> [INSTRUCTIONS TO FOLLOW]
Print all of the records below again without a single difference.

Segment Start: RECORDS FOR PROCESSING

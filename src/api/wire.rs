// Copyright (c) 2025, Jason Jenkins
// SPDX-License-Identifier: BSD-3-Clause

//! JSON shapes exchanged with the backend, and their conversion into the
//! application's model types.

use super::error::ApiError;
use crate::models::player::{BoundingBox, DetectedPlayer, DetectionResult, ImageDimensions, Point};
use serde::Deserialize;
use std::collections::HashSet;

/// Body of `GET /health`.
#[derive(Debug, Clone, PartialEq, Deserialize)]
pub struct HealthStatus {
    pub status: String,
}

impl HealthStatus {
    pub fn is_healthy(&self) -> bool {
        self.status == "healthy"
    }
}

#[derive(Debug, Deserialize)]
struct AnalyzeFrameResponse {
    #[serde(default)]
    success: bool,
    annotated_frame_url: Option<String>,
    players_data: Option<Vec<WirePlayer>>,
    image_dimensions: Option<WireDimensions>,
    video_duration: Option<f64>,
    time_in_seconds: Option<f64>,
    error: Option<String>,
}

#[derive(Debug, Deserialize)]
struct WirePlayer {
    id: u32,
    bbox: [f64; 4],
    center: [f64; 2],
}

#[derive(Debug, Deserialize)]
struct WireDimensions {
    width: f64,
    height: f64,
}

#[derive(Debug, Deserialize)]
struct AnalyzeWithAiResponse {
    #[serde(default)]
    success: bool,
    analysis: Option<String>,
    error: Option<String>,
}

fn backend_failure(error: Option<String>) -> ApiError {
    let message = error
        .filter(|e| !e.trim().is_empty())
        .unwrap_or_else(|| "analysis failed".to_string());
    ApiError::Backend(message)
}

pub fn parse_health(body: &str) -> Result<HealthStatus, ApiError> {
    serde_json::from_str(body).map_err(|e| ApiError::Decode(e.to_string()))
}

/// Decode an `analyze_frame` response and check the player invariants:
/// unique ids and strictly ordered box corners.
pub fn parse_analyze_frame(body: &str) -> Result<DetectionResult, ApiError> {
    let response: AnalyzeFrameResponse =
        serde_json::from_str(body).map_err(|e| ApiError::Decode(e.to_string()))?;

    if !response.success {
        return Err(backend_failure(response.error));
    }

    let annotated_frame_url = response
        .annotated_frame_url
        .filter(|u| !u.is_empty())
        .ok_or_else(|| ApiError::Decode("missing annotated_frame_url".to_string()))?;

    let mut seen = HashSet::new();
    let mut players = Vec::new();
    for wire in response.players_data.unwrap_or_default() {
        let [x1, y1, x2, y2] = wire.bbox;
        let bbox = BoundingBox::new(x1, y1, x2, y2);
        if !bbox.is_well_formed() {
            return Err(ApiError::Decode(format!("player {} has a degenerate box {:?}", wire.id, wire.bbox)));
        }
        if !seen.insert(wire.id) {
            return Err(ApiError::Decode(format!("duplicate player id {}", wire.id)));
        }
        players.push(DetectedPlayer {
            id: wire.id,
            bbox,
            center: Point::new(wire.center[0], wire.center[1]),
        });
    }

    let image_dimensions = response
        .image_dimensions
        .map(|d| ImageDimensions::new(d.width.max(0.0).round() as u32, d.height.max(0.0).round() as u32))
        .unwrap_or(ImageDimensions::new(0, 0));

    Ok(DetectionResult {
        annotated_frame_url,
        players,
        image_dimensions,
        video_duration: response.video_duration.filter(|d| d.is_finite() && *d > 0.0),
        frame_time: response.time_in_seconds,
    })
}

/// Decode an `analyze_with_gemini` response into the report text.
pub fn parse_analyze_with_ai(body: &str) -> Result<String, ApiError> {
    let response: AnalyzeWithAiResponse =
        serde_json::from_str(body).map_err(|e| ApiError::Decode(e.to_string()))?;

    if !response.success {
        return Err(backend_failure(response.error));
    }
    response
        .analysis
        .ok_or_else(|| ApiError::Decode("missing analysis text".to_string()))
}

#[cfg(test)]
mod tests {
    use super::*;

    const THREE_PLAYERS: &str = r#"{
        "success": true,
        "time_in_seconds": 12.48,
        "annotated_frame_url": "https://cdn.example.test/frame_analysis/1_annotated_frame.jpg",
        "players_data": [
            {"id": 1, "bbox": [100, 200, 140, 300], "center": [120, 250]},
            {"id": 2, "bbox": [400.5, 220, 450, 330], "center": [425, 275]},
            {"id": 3, "bbox": [900, 180, 940, 290], "center": [920, 235]}
        ],
        "image_dimensions": {"width": 1280, "height": 720},
        "video_duration": 95.2,
        "predictions": []
    }"#;

    #[test]
    fn test_parse_analyze_frame() {
        let result = parse_analyze_frame(THREE_PLAYERS).unwrap();
        assert_eq!(result.players.len(), 3);
        assert_eq!(result.image_dimensions, ImageDimensions::new(1280, 720));
        assert_eq!(result.video_duration, Some(95.2));
        assert_eq!(result.frame_time, Some(12.48));

        let p2 = result.player(2).unwrap();
        assert_eq!(p2.bbox, BoundingBox::new(400.5, 220.0, 450.0, 330.0));
        assert_eq!(p2.center, Point::new(425.0, 275.0));
    }

    #[test]
    fn test_parse_analyze_frame_null_players() {
        let body = r#"{"success": true, "annotated_frame_url": "u", "players_data": null}"#;
        let result = parse_analyze_frame(body).unwrap();
        assert!(result.players.is_empty());
        assert!(result.image_dimensions.is_empty());
        assert_eq!(result.video_duration, None);
    }

    #[test]
    fn test_parse_analyze_frame_backend_failure() {
        let body = r#"{"success": false, "error": "Failed to extract frame from video"}"#;
        let err = parse_analyze_frame(body).unwrap_err();
        assert!(matches!(err, ApiError::Backend(ref m) if m == "Failed to extract frame from video"));

        let err = parse_analyze_frame(r#"{"error": ""}"#).unwrap_err();
        assert!(matches!(err, ApiError::Backend(ref m) if m == "analysis failed"));
    }

    #[test]
    fn test_parse_analyze_frame_rejects_bad_players() {
        let duplicate = r#"{"success": true, "annotated_frame_url": "u", "players_data": [
            {"id": 1, "bbox": [0, 0, 10, 10], "center": [5, 5]},
            {"id": 1, "bbox": [20, 20, 30, 30], "center": [25, 25]}
        ]}"#;
        assert!(matches!(parse_analyze_frame(duplicate), Err(ApiError::Decode(_))));

        let degenerate = r#"{"success": true, "annotated_frame_url": "u", "players_data": [
            {"id": 1, "bbox": [10, 0, 10, 10], "center": [10, 5]}
        ]}"#;
        assert!(matches!(parse_analyze_frame(degenerate), Err(ApiError::Decode(_))));
    }

    #[test]
    fn test_parse_analyze_frame_malformed() {
        assert!(matches!(parse_analyze_frame("<html>oops</html>"), Err(ApiError::Decode(_))));
        assert!(matches!(
            parse_analyze_frame(r#"{"success": true}"#),
            Err(ApiError::Decode(_))
        ));
    }

    #[test]
    fn test_parse_analyze_with_ai() {
        let ok = r#"{"success": true, "analysis": "Line one\nLine two", "timestamp": "20250101_120000"}"#;
        assert_eq!(parse_analyze_with_ai(ok).unwrap(), "Line one\nLine two");

        let failed = r#"{"success": false, "error": "quota exceeded"}"#;
        assert!(matches!(parse_analyze_with_ai(failed), Err(ApiError::Backend(ref m)) if m == "quota exceeded"));

        let missing = r#"{"success": true}"#;
        assert!(matches!(parse_analyze_with_ai(missing), Err(ApiError::Decode(_))));
    }

    #[test]
    fn test_health() {
        let healthy = parse_health(r#"{"status": "healthy", "gemini_enabled": true}"#).unwrap();
        assert!(healthy.is_healthy());
        let degraded = parse_health(r#"{"status": "degraded"}"#).unwrap();
        assert!(!degraded.is_healthy());
    }
}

Segment End: RECORDS FOR PROCESSING

> [TASK RESULT]
filename src/api/wire.rs
// Copyright (c) 2025, Jason Jenkins
// SPDX-License-Identifier: BSD-3-Clause

//! JSON shapes exchanged with the backend, and their conversion into the
//! application's model types.

use super::error::ApiError;
use crate::models::player::{BoundingBox, DetectedPlayer, DetectionResult, ImageDimensions, Point};
use serde::Deserialize;
use std::collections::HashSet;

/// Body of `GET /health`.
#[derive(Debug, Clone, PartialEq, Deserialize)]
pub struct HealthStatus {
    pub status: String,
}

impl HealthStatus {
    pub fn is_healthy(&self) -> bool {
        self.status == "healthy"
    }
}

#[derive(Debug, Deserialize)]
struct AnalyzeFrameResponse {
    #[serde(default)]
    success: bool,
    annotated_frame_url: Option<String>,
    players_data: Option<Vec<WirePlayer>>,
    image_dimensions: Option<WireDimensions>,
    video_duration: Option<f64>,
    time_in_seconds: Option<f64>,
    error: Option<String>,
}

#[derive(Debug, Deserialize)]
struct WirePlayer {
    id: u32,
    bbox: [f64; 4],
    center: [f64; 2],
}

#[derive(Debug, Deserialize)]
struct WireDimensions {
    width: f64,
    height: f64,
}

#[derive(Debug, Deserialize)]
struct AnalyzeWithAiResponse {
    #[serde(default)]
    success: bool,
    analysis: Option<String>,
    error: Option<String>,
}

fn backend_failure(error: Option<String>) -> ApiError {
    let message = error
        .filter(|e| !e.trim().is_empty())
        .unwrap_or_else(|| "analysis failed".to_string());
    ApiError::Backend(message)
}

pub fn parse_health(body: &str) -> Result<HealthStatus, ApiError> {
    serde_json::from_str(body).map_err(|e| ApiError::Decode(e.to_string()))
}

/// Decode an `analyze_frame` response and check the player invariants:
/// unique ids and strictly ordered box corners.
pub fn parse_analyze_frame(body: &str) -> Result<DetectionResult, ApiError> {
    let response: AnalyzeFrameResponse =
        serde_json::from_str(body).map_err(|e| ApiError::Decode(e.to_string()))?;

    if !response.success {
        return Err(backend_failure(response.error));
    }

    let annotated_frame_url = response
        .annotated_frame_url
        .filter(|u| !u.is_empty())
        .ok_or_else(|| ApiError::Decode("missing annotated_frame_url".to_string()))?;

    let mut seen = HashSet::new();
    let mut players = Vec::new();
    for wire in response.players_data.unwrap_or_default() {
        let [x1, y1, x2, y2] = wire.bbox;
        let bbox = BoundingBox::new(x1, y1, x2, y2);
        if !bbox.is_well_formed() {
            return Err(ApiError::Decode(format!("player {} has a degenerate box {:?}", wire.id, wire.bbox)));
        }
        if !seen.insert(wire.id) {
            return Err(ApiError::Decode(format!("duplicate player id {}", wire.id)));
        }
        players.push(DetectedPlayer {
            id: wire.id,
            bbox,
            center: Point::new(wire.center[0], wire.center[1]),
        });
    }

    let image_dimensions = response
        .image_dimensions
        .map(|d| ImageDimensions::new(d.width.max(0.0).round() as u32, d.height.max(0.0).round() as u32))
        .unwrap_or(ImageDimensions::new(0, 0));

    Ok(DetectionResult {
        annotated_frame_url,
        players,
        image_dimensions,
        video_duration: response.video_duration.filter(|d| d.is_finite() && *d > 0.0),
        frame_time: response.time_in_seconds,
    })
}

/// Decode an `analyze_with_gemini` response into the report text.
pub fn parse_analyze_with_ai(body: &str) -> Result<String, ApiError> {
    let response: AnalyzeWithAiResponse =
        serde_json::from_str(body).map_err(|e| ApiError::Decode(e.to_string()))?;

    if !response.success {
        return Err(backend_failure(response.error));
    }
    response
        .analysis
        .ok_or_else(|| ApiError::Decode("missing analysis text".to_string()))
}

#[cfg(test)]
mod tests {
    use super::*;

    const THREE_PLAYERS: &str = r#"{
        "success": true,
        "time_in_seconds": 12.48,
        "annotated_frame_url": "https://cdn.example.test/frame_analysis/1_annotated_frame.jpg",
        "players_data": [
            {"id": 1, "bbox": [100, 200, 140, 300], "center": [120, 250]},
            {"id": 2, "bbox": [400.5, 220, 450, 330], "center": [425, 275]},
            {"id": 3, "bbox": [900, 180, 940, 290], "center": [920, 235]}
        ],
        "image_dimensions": {"width": 1280, "height": 720},
        "video_duration": 95.2,
        "predictions": []
    }"#;

    #[test]
    fn test_parse_analyze_frame() {
        let result = parse_analyze_frame(THREE_PLAYERS).unwrap();
        assert_eq!(result.players.len(), 3);
        assert_eq!(result.image_dimensions, ImageDimensions::new(1280, 720));
        assert_eq!(result.video_duration, Some(95.2));
        assert_eq!(result.frame_time, Some(12.48));

        let p2 = result.player(2).unwrap();
        assert_eq!(p2.bbox, BoundingBox::new(400.5, 220.0, 450.0, 330.0));
        assert_eq!(p2.center, Point::new(425.0, 275.0));
    }

    #[test]
    fn test_parse_analyze_frame_null_players() {
        let body = r#"{"success": true, "annotated_frame_url": "u", "players_data": null}"#;
        let result = parse_analyze_frame(body).unwrap();
        assert!(result.players.is_empty());
        assert!(result.image_dimensions.is_empty());
        assert_eq!(result.video_duration, None);
    }

    #[test]
    fn test_parse_analyze_frame_backend_failure() {
        let body = r#"{"success": false, "error": "Failed to extract frame from video"}"#;
        let err = parse_analyze_frame(body).unwrap_err();
        assert!(matches!(err, ApiError::Backend(ref m) if m == "Failed to extract frame from video"));

        let err = parse_analyze_frame(r#"{"error": ""}"#).unwrap_err();
        assert!(matches!(err, ApiError::Backend(ref m) if m == "analysis failed"));
    }

    #[test]
    fn test_parse_analyze_frame_rejects_bad_players() {
        let duplicate = r#"{"success": true, "annotated_frame_url": "u", "players_data": [
            {"id": 1, "bbox": [0, 0, 10, 10], "center": [5, 5]},
            {"id": 1, "bbox": [20, 20, 30, 30], "center": [25, 25]}
        ]}"#;
        assert!(matches!(parse_analyze_frame(duplicate), Err(ApiError::Decode(_))));

        let degenerate = r#"{"success": true, "annotated_frame_url": "u", "players_data": [
            {"id": 1, "bbox": [10, 0, 10, 10], "center": [10, 5]}
        ]}"#;
        assert!(matches!(parse_analyze_frame(degenerate), Err(ApiError::Decode(_))));
    }

    #[test]
    fn test_parse_analyze_frame_malformed() {
        assert!(matches!(parse_analyze_frame("<html>oops</html>"), Err(ApiError::Decode(_))));
        assert!(matches!(
            parse_analyze_frame(r#"{"success": true}"#),
            Err(ApiError::Decode(_))
        ));
    }

    #[test]
    fn test_parse_analyze_with_ai() {
        let ok = r#"{"success": true, "analysis": "Line one\nLine two", "timestamp": "20250101_120000"}"#;
        assert_eq!(parse_analyze_with_ai(ok).unwrap(), "Line one\nLine two");

        let failed = r#"{"success": false, "error": "quota exceeded"}"#;
        assert!(matches!(parse_analyze_with_ai(failed), Err(ApiError::Backend(ref m)) if m == "quota exceeded"));

        let missing = r#"{"success": true}"#;
        assert!(matches!(parse_analyze_with_ai(missing), Err(ApiError::Decode(_))));
    }

    #[test]
    fn test_health() {
        let healthy = parse_health(r#"{"status": "healthy", "gemini_enabled": true}"#).unwrap();
        assert!(healthy.is_healthy());
        let degraded = parse_health(r#"{"status": "degraded"}"#).unwrap();
        assert!(!degraded.is_healthy());
    }
}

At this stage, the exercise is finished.